What makes a good career?

Or (a less loaded term) a good working life?

That is, what would make YOU look back at your career and say, “that was good”?

Would it be how it all felt, on balance, across the years? Or just about the highs, however defined? 

Would it be everything you visited, saw, tried and learned along the way? Or just about where you ended up, and never mind the rest of it?

Would it be what you did? Or who you did it with. Or for? 

Perhaps your career’s longevity? Or its brevity? 

Its variety? Or its consistency? Its surprises, or its going to plan?

Maybe the contentment of finding things good enough would make it good?

Or perhaps never having been bored? Or always having been driven by desire or frustration or curiosity to do more, see more, make more?

Would it be about its extrinsic rewards and what they enabled for you? Or the intrinsic ones?

Perhaps it would be about what you moved away from, what you turned down, or what you put a stop to?

Or the positive difference that you made in the moment or in many moments? Or about what you made or shaped that remains part of our world?

Would it be the lack of regrets or the presence of satisfactions?

Would it have to be coherent and neat-looking for you to call it ‘good’? Or could it be disparate, fractured, messy?
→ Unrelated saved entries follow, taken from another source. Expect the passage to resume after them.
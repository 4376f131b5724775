use anyhow::Result;
use serde::{Deserialize, Serialize};
use std::path::PathBuf;
use std::time::Duration;

#[derive(Debug, Clone, Deserialize, Serialize)]
pub struct Config {
    // Sesión
    pub standby_timeout_secs: u64, // Desconexión por inactividad
    pub default_volume: u8,        // 0-100
    pub max_queue_size: usize,

    // Resolución
    pub cache_ttl_secs: u64,           // TTL del caché query -> stream
    pub max_cached_artifacts: usize,   // Archivos de audio en disco
    pub max_consecutive_failures: u32, // Corta el auto-skip en cascada

    // Paths
    pub cache_dir: PathBuf,
}

impl Config {
    pub fn load() -> Result<Self> {
        dotenvy::dotenv().ok();

        let config = Self {
            // Sesión
            standby_timeout_secs: std::env::var("STANDBY_TIMEOUT")
                .unwrap_or_else(|_| "900".to_string()) // 15 minutos
                .parse()?,
            default_volume: std::env::var("DEFAULT_VOLUME")
                .unwrap_or_else(|_| "30".to_string())
                .parse()?,
            max_queue_size: std::env::var("MAX_QUEUE_SIZE")
                .unwrap_or_else(|_| "1000".to_string())
                .parse()?,

            // Resolución
            cache_ttl_secs: std::env::var("CACHE_TTL")
                .unwrap_or_else(|_| "3600".to_string()) // 1 hora
                .parse()?,
            max_cached_artifacts: std::env::var("AUDIO_CACHE_SIZE")
                .unwrap_or_else(|_| "50".to_string())
                .parse()?,
            max_consecutive_failures: std::env::var("MAX_CONSECUTIVE_FAILURES")
                .unwrap_or_else(|_| "3".to_string())
                .parse()?,

            // Paths
            cache_dir: std::env::var("CACHE_DIR")
                .unwrap_or_else(|_| "/app/cache".to_string())
                .into(),
        };

        std::fs::create_dir_all(&config.cache_dir)?;

        config.validate()?;

        Ok(config)
    }

    /// Validates configuration values for correctness.
    ///
    /// # Validation Rules
    ///
    /// - Volume must be between 0 and 100 (user-facing percentage)
    /// - Cache TTL and artifact bound must be greater than 0
    /// - Queue size and failure cap must be greater than 0
    pub fn validate(&self) -> Result<()> {
        if self.default_volume > 100 {
            anyhow::bail!(
                "Default volume must be between 0 and 100, got: {}",
                self.default_volume
            );
        }

        if self.standby_timeout_secs == 0 {
            anyhow::bail!("Standby timeout must be greater than 0");
        }

        if self.cache_ttl_secs == 0 {
            anyhow::bail!("Cache TTL must be greater than 0");
        }

        if self.max_cached_artifacts == 0 {
            anyhow::bail!("Audio cache size must be greater than 0");
        }

        if self.max_queue_size == 0 {
            anyhow::bail!("Max queue size must be greater than 0");
        }

        if self.max_consecutive_failures == 0 {
            anyhow::bail!("Max consecutive failures must be greater than 0");
        }

        Ok(())
    }

    pub fn standby_timeout(&self) -> Duration {
        Duration::from_secs(self.standby_timeout_secs)
    }

    pub fn cache_ttl(&self) -> Duration {
        Duration::from_secs(self.cache_ttl_secs)
    }

    /// Returns a summary of the current configuration for logging.
    pub fn summary(&self) -> String {
        format!(
            "Config Summary:\n  \
            Session: {}s standby, {}% vol, {} queue\n  \
            Resolver: {}s TTL, {} artifacts, {} failure cap\n  \
            Cache dir: {}",
            self.standby_timeout_secs,
            self.default_volume,
            self.max_queue_size,
            self.cache_ttl_secs,
            self.max_cached_artifacts,
            self.max_consecutive_failures,
            self.cache_dir.display(),
        )
    }
}

/// Default configuration values.
///
/// Used as fallbacks when environment variables are not provided.
impl Default for Config {
    fn default() -> Self {
        Self {
            standby_timeout_secs: 900, // 15 minutos
            default_volume: 30,
            max_queue_size: 1000,
            cache_ttl_secs: 3600, // 1 hora
            max_cached_artifacts: 50,
            max_consecutive_failures: 3,
            cache_dir: "/app/cache".into(),
        }
    }
}

#[cfg(test)]
mod tests {
    use super::*;

    #[test]
    fn default_config_is_valid() {
        let config = Config::default();
        assert!(config.validate().is_ok());
        assert_eq!(config.standby_timeout(), Duration::from_secs(900));
        assert_eq!(config.cache_ttl(), Duration::from_secs(3600));
    }

    #[test]
    fn rejects_volume_above_limit() {
        let config = Config {
            default_volume: 150,
            ..Config::default()
        };
        assert!(config.validate().is_err());
    }

    #[test]
    fn rejects_zero_bounds() {
        let bad = [
            Config { cache_ttl_secs: 0, ..Config::default() },
            Config { max_cached_artifacts: 0, ..Config::default() },
            Config { max_queue_size: 0, ..Config::default() },
            Config { max_consecutive_failures: 0, ..Config::default() },
        ];
        for config in bad {
            assert!(config.validate().is_err());
        }
    }
}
I recently invited 20 people to look backward (and forward) on their careers from the vantage point of their 50s and 60s, and the fascinating discussions have exposed not only the amazing and often hidden variety of working lives but also the personal nature of what matters within them – the things that have shaped people’s decisions and the things that have made them feel good.

We are led to believe – by something in the water, it seems – that there is an objective definition of a ‘good’ career, and that we can spot one if we see one. How wrong this is. I have many more interviews to do, but this much I already know: your ‘good’ is yours and yours alone.

So, what is your ‘good’? What are your measures, for you and your career – past and future? And how would it look if you stopped now?